Installing tmux on Ubuntu is as easy as running:

sudo apt-get install tmux

You can start a tmux session by simply running:

tmux

tmux_0

We are now in a tmux session which has been named 0. By default, tmux will number your sessions from 0. You can access the tmux commands by pressing Ctrl+b. To kill the session, you can use Ctrl+d or Ctrl+b then x. To detach from the screen, use Ctrl+b then d.

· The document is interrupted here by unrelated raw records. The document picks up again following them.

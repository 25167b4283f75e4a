//! search-client: query coordinator for a remote ranked search service
//!
//! Sends free-text queries to a ranking backend over HTTP and turns the
//! answers into a bounded, ordered list of rows annotated with the backend's
//! scoring signals (content, location, PageRank and their total).
//!
//! # Features
//!
//! - Strict all-or-nothing validation of response payloads
//! - Per-request deadlines with uniform failure mapping
//! - Last-submitted-wins sequencing of concurrent queries
//! - Top-K projection with fixed display precision
//!
//! # Example Configuration
//!
//! ```toml
//! [endpoint]
//! url = "http://localhost:8080/search"
//! timeout_seconds = 10
//!
//! [display]
//! top_k = 5
//! link_base = "https://wikipedia.org/wiki/"
//!
//! [session]
//! resubmit = "always_query"
//! ```

pub mod client;
pub mod config;
pub mod coordinator;
pub mod error;
pub mod model;
pub mod outcome;
pub mod output;
pub mod projector;

pub use client::{HttpSearchClient, MockTransport, SearchTransport};
pub use crate::config::{ClientConfig, ResubmitPolicy};
pub use coordinator::{QueryCoordinator, QuerySession, SessionState, Submission};
pub use error::{ClientError, ErrorKind, QueryError, Result};
pub use model::SearchResult;
pub use outcome::QueryOutcome;
pub use projector::{DisplayRow, Projector, Summary, DEFAULT_TOP_K};
//! Query transport abstraction

use std::time::Duration;

use crate::outcome::QueryOutcome;

pub mod http;
pub mod mock;

pub use http::HttpSearchClient;
pub use mock::{MockResponse, MockTransport};

/// Sends one query to a ranking backend.
///
/// Implementations perform exactly one exchange per call, never retry, and
/// report every failure through [`QueryOutcome::Failed`] instead of an error.
#[async_trait::async_trait]
pub trait SearchTransport: Send + Sync {
    /// Run `query` verbatim, giving up once `deadline` has elapsed
    async fn search(&self, query: &str, deadline: Duration) -> QueryOutcome;

    /// Human-readable name of the backend, used in logs
    fn backend_name(&self) -> &str;
}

To reattach to the screen using the command:

tmux attach-session -t <session_name>

So for our session:

tmux attach-session -t 0

Using the default numbered names will quickly get confusing, so we should give our sessions meaningful names instead. For example, if you want to launch a download job, you could make a named session with:

tmux new -s download

tmux_download

You can see at the bottom of the screen that we are now on a session called download. We can detach (with Ctrl+b then d) and reattach (with tmux attach-session -t download), and you will still see the same display as when you detached.

You can now make several sessions with different names and switch back and forth between them to check the progress of your pipelines. If you forget the names of your sessions you can use the following command to list them:

tmux ls

Screen

screen is similar to tmux, so we will quickly go over the equivalent commands.

To make a named session use:

screen -S <screen_name>

There isn’t a bar at the bottom of your new session like in tmux, so you will have to remember if you’re within a session or not. To perform screen commands, you first press Ctrl+a then to detach and click d.

Then you can reattach it with

screen -r <screen_name>

You can use

screen -r

To attach to your sessions if you only have one or list all of your sessions.

Where are each of these jobs running?

Nextflow jobs are all run within a work directory. By default, the work directory is ./work but it can be altered by setting

workDir = "/data/dir/for/work"

in the nextflow.config file or on the command line with -w /data/dir/for/work.

For each job that nextflow runs, it will create a subdirectory and run the job there. Let’s use one of the outputs of our simple hello_world.nf script as an example:

N E X T F L O W  ~  version 22.03.1-edge
Launching `/home/nick/code/Nextflow_Training_2022B/code/hello_world.nf` [nostalgic_kare] DSL2 - revision: 582ccc5833
executor >  local (2)
[23/9bf45d] process > make_file [100%] 1 of 1 ✔
[9d/9c5ecd] process > echo_file [100%] 1 of 1 ✔
HELLO WORLD

The characters on the left between the square brackets describe the most recent launched job for that process. So if we want to investigate the make_file job, we can move into its subdirectory like so:

cd work/23/9bf45d111e14368b2438367f6813c2/

Where I have copied 23/9bf45d and then used the tab to complete the 30-character hex that Nextflow uses to create the subdirectory. Let’s see what is within the subdirectory:

ls

message.txt

We can see the message.txt file we created in our process. If we want to investigate the files that Nextflow creates, we must look at the hidden files:

ls -a

.
..
.command.begin
.command.err
.command.log
.command.out
.command.run
.command.sh
.exitcode
message.txt

Let us go through what each of these files does:

.command.begin: This file is created once the job has begun (no longer in a queue)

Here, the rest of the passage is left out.